Prior to her inspiring speech at the Cambridge Union in November, members of CUAI were given the opportunity to meet Shami Chakrabarti, who has been the director of the civil rights advocacy association ‘Liberty’ since 2003.
Although Amnesty and Liberty are separate organisations, it was encouraging to have Shami tell us that both are part of the major national and international human rights movement, which reinforced to us how important unity and collaboration are when it comes to supporting human rights.
As a highly experienced lawyer and campaigner, Shami advised us on how best to approach the current challenge of campaigning to keep the Human Rights Act, which the government is proposing to replace with a ‘British Bill of Rights’. Most importantly, she told us it is crucial that we articulate clearly to people exactly what their rights are under the Act – which luckily for us is the approach we’d been taking with our Human Rights Act Creative Campaign! We also discussed the importance of writing to your MP (especially if they are a Conservative) to express your support for keeping the Act.

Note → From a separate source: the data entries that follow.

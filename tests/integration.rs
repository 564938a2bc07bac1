//! End-to-end scenarios over the four-tile `NSEW` alphabet (`AAAA`, `AABB`,
//! `BBAA`, `BBBB`), plus a handful of purpose-built alphabets for scenarios
//! that need a specific failure mode, exercised through the public solver
//! entry points rather than through the CLI binary.

use rand::SeedableRng;
use rand_chacha::ChaCha8Rng;

use wfc_grid::algorithm::{common, fp, wfc};
use wfc_grid::cell::Cell;
use wfc_grid::direction::Direction;
use wfc_grid::grid::Grid;
use wfc_grid::rules::Rules;
use wfc_grid::tile::Tile;

fn four_tile_alphabet() -> Vec<Tile> {
    vec![
        Tile::new(0, 'A', 'A', 'A', 'A'),
        Tile::new(1, 'A', 'A', 'B', 'B'),
        Tile::new(2, 'B', 'B', 'A', 'A'),
        Tile::new(3, 'B', 'B', 'B', 'B'),
    ]
}

fn assert_adjacency_holds(grid: &Grid, tiles: &[Tile]) {
    for (r, c) in grid.positions() {
        let Some(this_id) = grid.at(r, c).collapsed() else { continue };
        let this = &tiles[this_id as usize];
        for dir in [Direction::South, Direction::East] {
            let Some((nr, nc)) = dir.step(r, c) else { continue };
            if !grid.in_bounds(nr, nc) {
                continue;
            }
            let Some(other_id) = grid.at(nr, nc).collapsed() else { continue };
            let other = &tiles[other_id as usize];
            assert!(
                this.is_compatible(other, dir),
                "adjacency violated at {:?}/{:?}",
                (r, c),
                (nr, nc)
            );
        }
    }
}

// Scenario 1: FP, 1x1, seed 1 -- single cell collapses, no neighbours exist.
#[test]
fn fp_1x1_collapses_the_only_cell() {
    let tiles = four_tile_alphabet();
    let rules = Rules::compile(&tiles);
    let mut grid = Grid::initialize(1, 1, &Cell::full(4));
    let mut rng = ChaCha8Rng::seed_from_u64(1);
    fp::solve(&mut grid, &rules, &mut rng, fp::Traversal::Raster);
    assert!(grid.is_fully_collapsed());
    let id = grid.at(0, 0).collapsed().unwrap();
    assert!(id < 4);
}

// Scenario 2: FP, 2x2, seed 42 -- every adjacent pair agrees on its shared edge.
#[test]
fn fp_2x2_respects_every_shared_edge() {
    let tiles = four_tile_alphabet();
    let rules = Rules::compile(&tiles);
    let mut grid = Grid::initialize(2, 2, &Cell::full(4));
    let mut rng = ChaCha8Rng::seed_from_u64(42);
    fp::solve(&mut grid, &rules, &mut rng, fp::Traversal::Raster);
    assert!(grid.is_fully_collapsed());
    assert_adjacency_holds(&grid, &tiles);
}

// Scenario 3: WFC-MRV, 3x3, seed 7 -- full collapse, consistent, and
// deterministic across repeated runs with the same seed.
#[test]
fn wfc_mrv_3x3_is_consistent_and_deterministic() {
    let tiles = four_tile_alphabet();
    let rules = Rules::compile(&tiles);

    let mut grid_a = Grid::initialize(3, 3, &Cell::full(4));
    let mut rng_a = ChaCha8Rng::seed_from_u64(7);
    wfc::solve(&mut grid_a, &rules, &mut rng_a, wfc::Selection::Mrv);

    let mut grid_b = Grid::initialize(3, 3, &Cell::full(4));
    let mut rng_b = ChaCha8Rng::seed_from_u64(7);
    wfc::solve(&mut grid_b, &rules, &mut rng_b, wfc::Selection::Mrv);

    assert!(grid_a.is_fully_collapsed());
    assert!(common::grid_is_consistent(&grid_a, &tiles));
    for (r, c) in grid_a.positions() {
        assert_eq!(grid_a.at(r, c).collapsed(), grid_b.at(r, c).collapsed());
    }
}

// Scenario 4 (FP half): Fast-Propagation only prunes forward (south, east),
// one raster step at a time, so it can walk into a cell that two separately
// forward-pruned edges have jointly emptied, where a fully bidirectional
// AC-3 pass (as WFC runs after every collapse) would have had the same
// information available before ever sampling a tile. The corner tile forces
// its south neighbour to the unique tile with north='p', and its east
// neighbour to the unique tile with west='s'; those two forced neighbours
// require, respectively, north='t' and west='e' at (1, 1) -- and no tile in
// the alphabet has both. Every domain on the forced path is a singleton by
// the time it is sampled, so the outcome holds for any seed.
#[test]
fn fp_can_leave_a_cell_uncollapsed_on_a_converging_contradiction() {
    let tiles = vec![
        Tile::new(0, 'a', 'p', 's', 'w'), // corner seed: south='p', east='s'
        Tile::new(1, 'p', 'q', 'e', 'r'), // only tile with north='p'
        Tile::new(2, 'n', 't', 'f', 's'), // only tile with west='s'; south='t'
        Tile::new(3, 't', 'g', 'h', 'i'), // only tile with north='t'; west='i' != 'e'
        Tile::new(4, 'j', 'k', 'l', 'e'), // only tile with west='e'
    ];
    let rules = Rules::compile(&tiles);

    let mut grid = Grid::initialize(2, 2, &Cell::full(5));
    *grid.at_mut(0, 0) = Cell::fixed(0, 5);

    let mut rng = ChaCha8Rng::seed_from_u64(123);
    fp::solve(&mut grid, &rules, &mut rng, fp::Traversal::Raster);

    assert!(!grid.is_fully_collapsed(), "expected the converging contradiction to leave a cell uncollapsed");
    assert_eq!(grid.at(0, 0).collapsed(), Some(0));
    assert_eq!(grid.at(0, 1).collapsed(), Some(2));
    assert_eq!(grid.at(1, 0).collapsed(), Some(1));
    assert!(grid.at(1, 1).is_contradiction());
}

// Scenario 5: WFC-MRV-BACKTRACK on a pipe-style tileset -- straight,
// corner, and blank segments that must show the same "pipe" or "wall"
// label to every neighbour. A grid's adjacency graph has cycles, so
// arc-consistency alone cannot rule out every dead-end corner placement;
// greedy MRV hits enough of them across a spread of seeds that the total
// rollback count over the sample is always positive, while every run --
// backtracked or not -- still reaches a full, consistent collapse (an
// all-blank grid is always a valid completion, and the decision-frame
// search is exhaustive).
#[test]
fn wfc_mrv_backtrack_recovers_from_dead_end_pipe_placements() {
    let tiles = vec![
        Tile::new(0, 'W', 'W', 'P', 'P'), // horizontal straight
        Tile::new(1, 'P', 'P', 'W', 'W'), // vertical straight
        Tile::new(2, 'P', 'W', 'P', 'W'), // corner: connects north and east
        Tile::new(3, 'W', 'P', 'W', 'P'), // corner: connects south and west
        Tile::new(4, 'W', 'W', 'W', 'W'), // blank
    ];
    let rules = Rules::compile(&tiles);

    let mut total_backtracks = 0usize;
    for seed in 0..20u64 {
        let mut grid = Grid::initialize(5, 5, &Cell::full(tiles.len()));
        let mut rng = ChaCha8Rng::seed_from_u64(seed);
        let stats = wfc::solve_with_backtracking(&mut grid, &rules, &mut rng, wfc::Selection::Mrv);
        let stats = stats.expect("the all-blank assignment is always a valid completion");
        assert!(grid.is_fully_collapsed());
        assert!(common::grid_is_consistent(&grid, &tiles));
        total_backtracks += stats.backtrack_count;
    }
    assert!(
        total_backtracks >= 1,
        "expected at least one sampled seed to hit a dead-end pipe placement and roll back"
    );
}

// Scenario 6: NWFC, logical 2x2 windows, S=3 -> effective 5x5 grid; the
// shared border row/column agrees with both neighbouring windows.
#[test]
fn nwfc_2x2_windows_of_3_stitch_into_a_consistent_5x5_grid() {
    let tiles = four_tile_alphabet();
    let rules = Rules::compile(&tiles);
    let mut rng = ChaCha8Rng::seed_from_u64(5);
    let (grid, _stats) = wfc_grid::algorithm::nwfc::solve(2, 2, 3, &rules, &mut rng, false);
    assert_eq!((grid.rows(), grid.cols()), (5, 5));
    assert!(grid.is_fully_collapsed());
    assert!(common::grid_is_consistent(&grid, &tiles));
    assert_adjacency_holds(&grid, &tiles);
}
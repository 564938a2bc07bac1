//! Deterministic seeded RNG: the same seed, tileset, and parameters always
//! reproduce identical output.

use rand::SeedableRng;
use rand_chacha::ChaCha8Rng;

/// Build the deterministic RNG for a single solve.
pub fn seeded(seed: u32) -> ChaCha8Rng {
    ChaCha8Rng::seed_from_u64(u64::from(seed))
}

/// The effective seed for run `run_index` of a multi-run batch: `seed + run_index`.
pub fn seed_for_run(base_seed: u32, run_index: u32) -> u32 {
    base_seed.wrapping_add(run_index)
}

In her speech, Shami spoke further about the Human Rights Act, and Liberty’s research into the current changes to it proposed by former Justice Secretary Chris Grayling on the Conservatives website in October 2014. She suggested that the British Bill of Rights may seek to restrict our human rights, or make them dependent on fulfilling the “responsibilities” of British Citizens. She described the proposed “triviality test”, to be set by Parliament, to “stop human rights being use for minor matters”. Shami opposed this, with Liberty having stated on its website that “this objective is impossible to reconcile with the essential purpose of human rights legislation: to protect the individual against arbitrary Executive decision-making”. A clear example of this, which Shami cited, was that of legal recognition of a new gender, which in the past the Government has not allowed on the basis that applicants did not face any “practical disadvantages” from now having their new gender identity recognised. Luckily, since then the law regarding gender recognition has been changed, but this example amongst others suggests how the inability to legally change gender, although clearly incredibly important, was at first considered “trivial”, and similar rights might not be protected under the proposed legislation.
Shami’s speech at the Union also dealt with government surveillance, personal privacy and Liberty’s values and history since its birth in 1934, and the importance of active organising when campaigning for civil liberties. The whole event was incredibly interesting and CUAI are very grateful for the opportunity of talking with her.